● Work instructions
Scan the records for the word "digest". Report each line where it occurs.

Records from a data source
+ + + +

//! # Neo Common
//!
//! Witness, signer-scope, and transaction-attribute types shared between
//! `neo-builder` and `neo-client` without pulling either in as a dependency
//! of the other.

#![warn(missing_debug_implementations, missing_docs, rust_2018_idioms, unreachable_pub)]
#![deny(rustdoc::broken_intra_doc_links)]
#![allow(missing_docs)]

mod oracle_response_code;
mod transaction_attribute;
mod witness;
mod witness_condition;
mod witness_rule;
mod witness_scope;

pub use oracle_response_code::OracleResponseCode;
pub use transaction_attribute::TransactionAttribute;
pub use witness::Witness;
pub use witness_condition::WitnessCondition;
pub use witness_rule::{WitnessAction, WitnessRule};
pub use witness_scope::WitnessScope;
//! NeoVM interop services: the named syscalls a script can invoke via
//! `SYSCALL`. Each resolves to a 4-byte hash the VM looks up at runtime.

use neo_crypto::sha256;

/// A NeoVM interop service, addressed by name at build time and by hash at
/// runtime.
#[derive(Debug, Clone, Copy, PartialEq, Eq, Hash)]
pub enum InteropService {
    SystemCryptoCheckSig,
    SystemCryptoCheckMultisig,
    SystemContractCall,
    SystemContractCallNative,
    SystemContractGetCallFlags,
    SystemContractCreateStandardAccount,
    SystemContractCreateMultisigAccount,
    SystemIteratorNext,
    SystemIteratorValue,
    SystemRuntimePlatform,
    SystemRuntimeGetTrigger,
    SystemRuntimeGetTime,
    SystemRuntimeGetScriptContainer,
    SystemRuntimeGetExecutingScriptHash,
    SystemRuntimeGetCallingScriptHash,
    SystemRuntimeGetEntryScriptHash,
    SystemRuntimeCheckWitness,
    SystemRuntimeGetInvocationCounter,
    SystemRuntimeLog,
    SystemRuntimeNotify,
    SystemRuntimeGetNotifications,
    SystemRuntimeGasLeft,
    SystemRuntimeBurnGas,
    SystemRuntimeGetNetwork,
    SystemRuntimeGetRandom,
    SystemStorageGetContext,
    SystemStorageGetReadOnlyContext,
    SystemStorageAsReadOnly,
    SystemStorageGet,
    SystemStorageFind,
    SystemStoragePut,
    SystemStorageDelete,
}

impl InteropService {
    /// The ASCII name the Neo N3 node registers this service under.
    pub fn name(self) -> &'static str {
        use InteropService::*;
        match self {
            SystemCryptoCheckSig => "System.Crypto.CheckSig",
            SystemCryptoCheckMultisig => "System.Crypto.CheckMultisig",
            SystemContractCall => "System.Contract.Call",
            SystemContractCallNative => "System.Contract.CallNative",
            SystemContractGetCallFlags => "System.Contract.GetCallFlags",
            SystemContractCreateStandardAccount => "System.Contract.CreateStandardAccount",
            SystemContractCreateMultisigAccount => "System.Contract.CreateMultisigAccount",
            SystemIteratorNext => "System.Iterator.Next",
            SystemIteratorValue => "System.Iterator.Value",
            SystemRuntimePlatform => "System.Runtime.Platform",
            SystemRuntimeGetTrigger => "System.Runtime.GetTrigger",
            SystemRuntimeGetTime => "System.Runtime.GetTime",
            SystemRuntimeGetScriptContainer => "System.Runtime.GetScriptContainer",
            SystemRuntimeGetExecutingScriptHash => "System.Runtime.GetExecutingScriptHash",
            SystemRuntimeGetCallingScriptHash => "System.Runtime.GetCallingScriptHash",
            SystemRuntimeGetEntryScriptHash => "System.Runtime.GetEntryScriptHash",
            SystemRuntimeCheckWitness => "System.Runtime.CheckWitness",
            SystemRuntimeGetInvocationCounter => "System.Runtime.GetInvocationCounter",
            SystemRuntimeLog => "System.Runtime.Log",
            SystemRuntimeNotify => "System.Runtime.Notify",
            SystemRuntimeGetNotifications => "System.Runtime.GetNotifications",
            SystemRuntimeGasLeft => "System.Runtime.GasLeft",
            SystemRuntimeBurnGas => "System.Runtime.BurnGas",
            SystemRuntimeGetNetwork => "System.Runtime.GetNetwork",
            SystemRuntimeGetRandom => "System.Runtime.GetRandom",
            SystemStorageGetContext => "System.Storage.GetContext",
            SystemStorageGetReadOnlyContext => "System.Storage.GetReadOnlyContext",
            SystemStorageAsReadOnly => "System.Storage.AsReadOnly",
            SystemStorageGet => "System.Storage.Get",
            SystemStorageFind => "System.Storage.Find",
            SystemStoragePut => "System.Storage.Put",
            SystemStorageDelete => "System.Storage.Delete",
        }
    }

    /// The 4-byte hash (first four bytes of `SHA256(name)`) the VM dispatches on.
    pub fn hash(self) -> [u8; 4] {
        let digest = sha256(self.name().as_bytes());
        [digest[0], digest[1], digest[2], digest[3]]
    }

    /// Looks up a service by its lowercase hex-encoded 4-byte hash, as
    /// embedded in a disassembled `SYSCALL` operand.
    pub fn from_hash(hash_hex: &str) -> Option<Self> {
        use InteropService::*;
        const ALL: &[InteropService] = &[
            SystemCryptoCheckSig,
            SystemCryptoCheckMultisig,
            SystemContractCall,
            SystemContractCallNative,
            SystemContractGetCallFlags,
            SystemContractCreateStandardAccount,
            SystemContractCreateMultisigAccount,
            SystemIteratorNext,
            SystemIteratorValue,
            SystemRuntimePlatform,
            SystemRuntimeGetTrigger,
            SystemRuntimeGetTime,
            SystemRuntimeGetScriptContainer,
            SystemRuntimeGetExecutingScriptHash,
            SystemRuntimeGetCallingScriptHash,
            SystemRuntimeGetEntryScriptHash,
            SystemRuntimeCheckWitness,
            SystemRuntimeGetInvocationCounter,
            SystemRuntimeLog,
            SystemRuntimeNotify,
            SystemRuntimeGetNotifications,
            SystemRuntimeGasLeft,
            SystemRuntimeBurnGas,
            SystemRuntimeGetNetwork,
            SystemRuntimeGetRandom,
            SystemStorageGetContext,
            SystemStorageGetReadOnlyContext,
            SystemStorageAsReadOnly,
            SystemStorageGet,
            SystemStorageFind,
            SystemStoragePut,
            SystemStorageDelete,
        ];
        ALL.iter().copied().find(|service| hex::encode(service.hash()) == hash_hex)
    }
}

#[cfg(test)]
mod tests {
    use super::*;

    #[test]
    fn check_sig_hash_matches_known_value() {
        // First four bytes of sha256("System.Crypto.CheckSig"), the value
        // every Neo N3 node embeds for this syscall.
        assert_eq!(hex::encode(InteropService::SystemCryptoCheckSig.hash()), "56e7b327");
    }

    #[test]
    fn from_hash_round_trips() {
        let hex = hex::encode(InteropService::SystemRuntimeNotify.hash());
        assert_eq!(InteropService::from_hash(&hex), Some(InteropService::SystemRuntimeNotify));
    }

    #[test]
    fn unknown_hash_returns_none() {
        assert_eq!(InteropService::from_hash("ffffffff"), None);
    }
}
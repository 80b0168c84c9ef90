use crate::CodecError;
use thiserror::Error;

/// Errors raised while assembling scripts, signers, witnesses, or NEF files.
#[derive(Error, Debug, Clone, PartialEq)]
pub enum BuilderError {
    #[error("invalid script: {0}")]
    InvalidScript(String),

    #[error("invalid parameter: {0}")]
    InvalidParameter(String),

    #[error("invalid argument: {0}")]
    IllegalArgument(String),

    #[error("not a valid multi-sig verification script")]
    NotMultiSigScript,

    #[error("signer subitem list exceeds the maximum of {max}: got {got}")]
    TooManySubItems { max: usize, got: usize },

    #[error("`Global` scope cannot be combined with any other scope")]
    GlobalScopeExclusive,

    #[error("codec error: {0}")]
    CodecError(#[from] CodecError),
}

+ + + +

● Written answer
        let digest = sha256(self.name().as_bytes());
        [digest[0], digest[1], digest[2], digest[3]]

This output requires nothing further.